Your birthday doesn't affect mine, nor anyone else's in the room.

And then we just saw the probability now of the complement

of the original event, namely all of us having birthday on different days

is one big long multiplication.

The first person can have birthday on any given day.

The second person now needs to be different

as the first person has taken a day, for example January 1st.

So the second person has 364 out of 365 days left.

So I multiply 1 times 364 divided by 365.

Now the second person comes along

in addition to the first, so in total the third person.

Now this person cannot have birthday on the first 2 days

that Person 1 and Person 2 had a birthday on.

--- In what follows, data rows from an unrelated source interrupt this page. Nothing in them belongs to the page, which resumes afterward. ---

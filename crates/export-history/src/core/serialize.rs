//! Canonical field encoding for record hashing.
//!
//! Every hashed field is appended as `\u{001E}name\u{001F}value` where the
//! value rendering is locale-independent:
//!
//! - NULLs: the symbol-for-null sentinel `\u{2400}`
//! - Text: CRLF normalized to LF
//! - Booleans: `true` / `false`
//! - Integers: decimal
//! - Floats: shortest round-trip decimal form
//! - DateTimes: UTC `YYYY-MM-DDTHH:MM:SS.ffffff`
//! - Blobs: lowercase hex
//!
//! The two control characters cannot occur in ordinary values, so field
//! boundaries never collide with content. This encoding is the hash input
//! contract: changing any rule invalidates every stored `record_hash`.

use std::fmt::Write;

use crate::core::value::StorageValue;

/// Record separator preceding every field name.
pub const FIELD_SEP: char = '\u{001E}';

/// Unit separator between a field name and its value.
pub const NAME_VALUE_SEP: char = '\u{001F}';

/// Rendering of a NULL value.
pub const NULL_SENTINEL: char = '\u{2400}';

/// Append one `(name, value)` pair in canonical form.
pub fn append_field(buf: &mut String, name: &str, value: &StorageValue) {
    buf.push(FIELD_SEP);
    buf.push_str(name);
    buf.push(NAME_VALUE_SEP);
    append_canonical(buf, value);
}

/// Append the canonical text of a single value.
fn append_canonical(buf: &mut String, value: &StorageValue) {
    match value {
        StorageValue::Null(_) => buf.push(NULL_SENTINEL),
        StorageValue::Boolean(v) => buf.push_str(if *v { "true" } else { "false" }),
        StorageValue::Byte(v) => {
            let _ = write!(buf, "{}", v);
        }
        StorageValue::Int16(v) => {
            let _ = write!(buf, "{}", v);
        }
        StorageValue::Int32(v) => {
            let _ = write!(buf, "{}", v);
        }
        StorageValue::Float(v) => {
            // Rust's Display for f64 is the shortest exact round-trip form,
            // independent of locale.
            let _ = write!(buf, "{}", v);
        }
        StorageValue::Text(v) => {
            if v.contains("\r\n") {
                buf.push_str(&v.replace("\r\n", "\n"));
            } else {
                buf.push_str(v);
            }
        }
        StorageValue::DateTime(v) => {
            let _ = write!(buf, "{}", v.format("%Y-%m-%dT%H:%M:%S%.6f"));
        }
        StorageValue::Blob(v) => {
            for b in v {
                let _ = write!(buf, "{:02x}", b);
            }
        }
    }
}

So that's 363 out of 365 which we multiply

with the previous product and so on.

And now you go on until however many people are in this room.

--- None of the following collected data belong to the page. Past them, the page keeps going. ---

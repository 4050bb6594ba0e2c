//! Backend write strategies.
//!
//! Two interchangeable ways to move materialized rows into the store, both
//! fed by the same mapping and hasher so row content is strategy-independent:
//!
//! - [`BulkCopy`]: stage every row into one COPY BINARY buffer and ship it
//!   in a single round trip.
//! - [`StreamedInsert`]: prepare the mapping's insert statement once, then
//!   bind and execute per record.

use async_trait::async_trait;
use bytes::{BufMut, BytesMut};
use futures::SinkExt;
use tokio_postgres::types::ToSql;
use tokio_util::sync::CancellationToken;
use tracing::debug;

use crate::core::mapping::{InsertPlan, MaterializedRow};
use crate::core::value::StorageValue;
use crate::error::{HistoryError, Result};
use crate::store::session::ImportSession;

/// Write a batch of materialized rows through the open session.
#[async_trait]
pub trait WriteStrategy: Send + Sync {
    /// Strategy identifier for logs.
    fn name(&self) -> &'static str;

    /// Write all rows for one table; returns the number written.
    ///
    /// Runs on the session's transaction. Partial writes after cancellation
    /// are acceptable because the facade rolls the transaction back.
    async fn write_rows(
        &self,
        session: &ImportSession,
        plan: &InsertPlan,
        rows: &[MaterializedRow],
        cancel: &CancellationToken,
    ) -> Result<u64>;
}

/// Bulk strategy: one COPY BINARY round trip per table.
#[derive(Debug, Default)]
pub struct BulkCopy;

#[async_trait]
impl WriteStrategy for BulkCopy {
    fn name(&self) -> &'static str {
        "bulk"
    }

    async fn write_rows(
        &self,
        session: &ImportSession,
        plan: &InsertPlan,
        rows: &[MaterializedRow],
        cancel: &CancellationToken,
    ) -> Result<u64> {
        if rows.is_empty() {
            return Ok(0);
        }
        if cancel.is_cancelled() {
            return Err(HistoryError::Cancelled);
        }

        let client = session.postgres()?;
        let sink = client.copy_in(&plan.copy_sql).await?;

        let mut buf = BytesMut::with_capacity(rows.len() * 256);

        // Header
        buf.put_slice(b"PGCOPY\n\xff\r\n\0");
        buf.put_i32(0); // flags
        buf.put_i32(0); // extension area length

        // snapshot_id + mapped columns + record_hash
        let field_count = (plan.columns.len() + 2) as i16;
        for row in rows {
            buf.put_i16(field_count);

            buf.put_i32(8);
            buf.put_i64(row.snapshot_id);

            for value in &row.values {
                write_binary_value(&mut buf, value);
            }

            buf.put_i32(row.record_hash.len() as i32);
            buf.put_slice(&row.record_hash);
        }

        // Trailer
        buf.put_i16(-1);

        tokio::pin!(sink);
        sink.send(buf.freeze()).await?;
        sink.finish().await?;

        debug!("bulk copied {} rows into {}", rows.len(), plan.table);
        Ok(rows.len() as u64)
    }
}

/// Streaming strategy: one prepared statement, one execute per record.
#[derive(Debug, Default)]
pub struct StreamedInsert;

#[async_trait]
impl WriteStrategy for StreamedInsert {
    fn name(&self) -> &'static str {
        "streamed"
    }

    async fn write_rows(
        &self,
        session: &ImportSession,
        plan: &InsertPlan,
        rows: &[MaterializedRow],
        cancel: &CancellationToken,
    ) -> Result<u64> {
        if rows.is_empty() {
            return Ok(0);
        }

        let client = session.postgres()?;
        let stmt = client.prepare(&plan.insert_sql).await?;

        let mut written = 0u64;
        for row in rows {
            if cancel.is_cancelled() {
                return Err(HistoryError::Cancelled);
            }

            let mut params: Vec<&(dyn ToSql + Sync)> = Vec::with_capacity(row.values.len() + 2);
            params.push(&row.snapshot_id);
            for value in &row.values {
                params.push(value);
            }
            params.push(&row.record_hash);

            written += client.execute(&stmt, &params).await?;
        }

        debug!("streamed {} rows into {}", written, plan.table);
        Ok(written)
    }
}

/// Encode one value in PostgreSQL COPY BINARY field format.
///
/// Format per field: i32 byte length (-1 for NULL) followed by the payload.
fn write_binary_value(buf: &mut BytesMut, value: &StorageValue) {
    match value {
        StorageValue::Null(_) => {
            buf.put_i32(-1);
        }
        StorageValue::Boolean(b) => {
            buf.put_i32(1);
            buf.put_u8(u8::from(*b));
        }
        // Bytes widen to smallint on the wire; PostgreSQL has no int1.
        StorageValue::Byte(v) => {
            buf.put_i32(2);
            buf.put_i16(i16::from(*v));
        }
        StorageValue::Int16(v) => {
            buf.put_i32(2);
            buf.put_i16(*v);
        }
        StorageValue::Int32(v) => {
            buf.put_i32(4);
            buf.put_i32(*v);
        }
        StorageValue::Float(v) => {
            buf.put_i32(8);
            buf.put_f64(*v);
        }
        StorageValue::Text(s) => {
            let bytes = s.as_bytes();
            buf.put_i32(bytes.len() as i32);
            buf.put_slice(bytes);
        }
        StorageValue::DateTime(dt) => {
            // PostgreSQL timestamptz: microseconds since 2000-01-01 UTC
            let epoch = chrono::NaiveDate::from_ymd_opt(2000, 1, 1)
                .unwrap()
                .and_hms_opt(0, 0, 0)
                .unwrap();
            let micros = (dt.naive_utc() - epoch).num_microseconds().unwrap_or(0);
            buf.put_i32(8);
            buf.put_i64(micros);
        }
        StorageValue::Blob(b) => {
            buf.put_i32(b.len() as i32);
            buf.put_slice(b);
        }
    }
}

To summarize, here are the results.

On the one hand with 10 people, there's more than 88% chance

that all of us that are in the room, if there are only 10 of us

have birthday on a different day.

With 23 people, that already drops below a half.

Put differently, for the original event that we talked about

what's the probability of having at least one pair?

With only 23 people, that probability already exceeds a half.

So the answer to that quiz question was 23,

the smallest of the choices given.

Now, notice once you have 60 or more people in the room,

the probability of all of them having different birthdays

drops below 1%.

So, that means next time you are at at a party

you may want to offer that bet.

Yeah, I think you will be able to surprise some people.

And that already brings us to the takeaways.

In addition to this rather surprising,

perhaps counter-intuitive result of the Birthday Problem

we also have seen an application of the Complement Rule.

The Complement Rule sometimes can be very, very helpful

when the calculation of the probability of an event

is very, very tedious, or we think maybe

the Complement Rule allows me easier calculation.